▶ ABOUT THIS EXERCISE
Find the string "flatten" in the records. Copy every line it appears in.

▶ SOURCE MATERIAL
|---|
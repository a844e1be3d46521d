//! Turning model output into food labels.
//!
//! Two kinds of classification exist. The fruit/vegetable model emits a
//! probability vector over a fixed label table, interpreted by
//! [`LabelTable::interpret`]. Crops from plate analysis are named by a
//! [`Classifier`] implementation (see [`crate::nutrition::GeminiClient`]).

mod labels;

pub use labels::FoodCategory;

use std::fs::File;
use std::io::BufReader;
use std::path::Path;

use image::RgbImage;
use serde::{Deserialize, Serialize};

use crate::error::PlatescanError;

/// Label given to anything that could not be identified.
pub const UNKNOWN_LABEL: &str = "Unknown";

/// Names the food shown in a crop.
pub trait Classifier {
    fn classify(&self, crop: &RgbImage) -> Result<String, PlatescanError>;
}

impl<C: Classifier + ?Sized> Classifier for &C {
    fn classify(&self, crop: &RgbImage) -> Result<String, PlatescanError> {
        (**self).classify(crop)
    }
}

/// A label chosen from a probability vector.
#[derive(Clone, Debug, PartialEq, Serialize)]
pub struct Prediction {
    pub name: String,
    pub confidence: f64,
    pub category: FoodCategory,
}

impl Prediction {
    pub fn is_unknown(&self) -> bool {
        self.category == FoodCategory::Unknown
    }
}

/// Maps model output indices to labels.
#[derive(Clone, Debug)]
pub struct LabelTable {
    entries: Vec<(String, FoodCategory)>,
}

impl Default for LabelTable {
    fn default() -> Self {
        Self::fruit_vegetable()
    }
}

impl LabelTable {
    /// The 36-class fruit and vegetable table.
    pub fn fruit_vegetable() -> Self {
        Self {
            entries: labels::FRUIT_VEG_LABELS
                .iter()
                .map(|(name, cat)| (name.to_string(), *cat))
                .collect(),
        }
    }

    pub fn len(&self) -> usize {
        self.entries.len()
    }

    pub fn is_empty(&self) -> bool {
        self.entries.is_empty()
    }

    pub fn label(&self, index: usize) -> Option<&str> {
        self.entries.get(index).map(|(name, _)| name.as_str())
    }

    /// Picks the arg-max label.
    ///
    /// When the top probability is below `min_confidence` the prediction is
    /// [`UNKNOWN_LABEL`] with the top probability still reported.
    pub fn interpret(
        &self,
        probabilities: &[f64],
        min_confidence: f64,
    ) -> Result<Prediction, PlatescanError> {
        if probabilities.len() != self.entries.len() {
            return Err(PlatescanError::InvalidProbabilities {
                message: format!(
                    "expected {} values, got {}",
                    self.entries.len(),
                    probabilities.len()
                ),
            });
        }
        if probabilities.iter().any(|p| !p.is_finite()) {
            return Err(PlatescanError::InvalidProbabilities {
                message: "values must be finite".to_string(),
            });
        }

        // First index wins ties, like numpy's argmax.
        let (index, confidence) = probabilities.iter().copied().enumerate().fold(
            (0usize, f64::NEG_INFINITY),
            |best, (i, p)| if p > best.1 { (i, p) } else { best },
        );

        if confidence < min_confidence {
            return Ok(Prediction {
                name: UNKNOWN_LABEL.to_string(),
                confidence,
                category: FoodCategory::Unknown,
            });
        }

        let (name, category) = &self.entries[index];
        Ok(Prediction {
            name: name.clone(),
            confidence,
            category: *category,
        })
    }
}

#[derive(Deserialize)]
#[serde(untagged)]
enum ProbabilitiesDoc {
    Flat(Vec<f64>),
    Batch(Vec<Vec<f64>>),
    Wrapped { probabilities: Vec<f64> },
}

/// Parses a probability vector: a bare array, a single-row batch
/// (`[[...]]`) or `{"probabilities": [...]}`.
pub fn from_probabilities_str(json: &str) -> Result<Vec<f64>, serde_json::Error> {
    serde_json::from_str::<ProbabilitiesDoc>(json).map(flatten)
}

/// Reads a probability vector from a JSON file.
pub fn read_probabilities(path: &Path) -> Result<Vec<f64>, PlatescanError> {
    let file = File::open(path).map_err(PlatescanError::Io)?;
    let reader = BufReader::new(file);

    serde_json::from_reader::<_, ProbabilitiesDoc>(reader)
        .map(flatten)
        .map_err(|source| PlatescanError::ProbabilitiesParse {
            path: path.to_path_buf(),
            source,
        })
}

fn flatten(doc: ProbabilitiesDoc) -> Vec<f64> {
    match doc {
        ProbabilitiesDoc::Flat(values) | ProbabilitiesDoc::Wrapped { probabilities: values } => {
            values
        }
        ProbabilitiesDoc::Batch(rows) => rows.into_iter().next().unwrap_or_default(),
    }
}

#[cfg(test)]
mod tests {
    use super::*;

    fn one_hot(index: usize, value: f64) -> Vec<f64> {
        let mut v = vec![0.0; 36];
        v[index] = value;
        v
    }

    #[test]
    fn argmax_picks_label() {
        let table = LabelTable::fruit_vegetable();
        let pred = table.interpret(&one_hot(35, 0.97), 0.6).unwrap();
        assert_eq!(pred.name, "watermelon");
        assert_eq!(pred.category, FoodCategory::Fruit);
        assert_eq!(pred.confidence, 0.97);
    }

    #[test]
    fn low_confidence_is_unknown() {
        let table = LabelTable::fruit_vegetable();
        let pred = table.interpret(&one_hot(6, 0.59), 0.6).unwrap();
        assert!(pred.is_unknown());
        assert_eq!(pred.name, UNKNOWN_LABEL);
        assert_eq!(pred.confidence, 0.59);
    }

    #[test]
    fn threshold_is_inclusive() {
        let table = LabelTable::fruit_vegetable();
        let pred = table.interpret(&one_hot(6, 0.6), 0.6).unwrap();
        assert_eq!(pred.name, "carrot");
        assert_eq!(pred.category, FoodCategory::Vegetable);
    }

    #[test]
    fn ties_resolve_to_first_index() {
        let table = LabelTable::fruit_vegetable();
        let mut probs = vec![0.0; 36];
        probs[3] = 0.7;
        probs[10] = 0.7;
        assert_eq!(table.interpret(&probs, 0.5).unwrap().name, "bell pepper");
    }

    #[test]
    fn wrong_length_is_rejected() {
        let table = LabelTable::fruit_vegetable();
        assert!(table.interpret(&[0.5, 0.5], 0.1).is_err());
        let mut probs = one_hot(0, 0.9);
        probs[1] = f64::NAN;
        assert!(table.interpret(&probs, 0.1).is_err());
    }

    #[test]
    fn table_has_every_index() {
        let table = LabelTable::fruit_vegetable();
        assert_eq!(table.len(), 36);
        assert_eq!(table.label(0), Some("apple"));
        assert_eq!(table.label(29), Some("soy beans"));
        assert_eq!(table.label(36), None);
    }

    #[test]
    fn probability_document_shapes() {
        assert_eq!(from_probabilities_str("[0.1, 0.9]").unwrap(), vec![0.1, 0.9]);
        assert_eq!(from_probabilities_str("[[0.2, 0.8]]").unwrap(), vec![0.2, 0.8]);
        assert_eq!(
            from_probabilities_str(r#"{"probabilities": [1.0]}"#).unwrap(),
            vec![1.0]
        );
        assert!(from_probabilities_str(r#"{"probs": [1.0]}"#).is_err());
    }
}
|---|
▶ TASK ANSWER
    serde_json::from_str::<ProbabilitiesDoc>(json).map(flatten)
        .map(flatten)
fn flatten(doc: ProbabilitiesDoc) -> Vec<f64> {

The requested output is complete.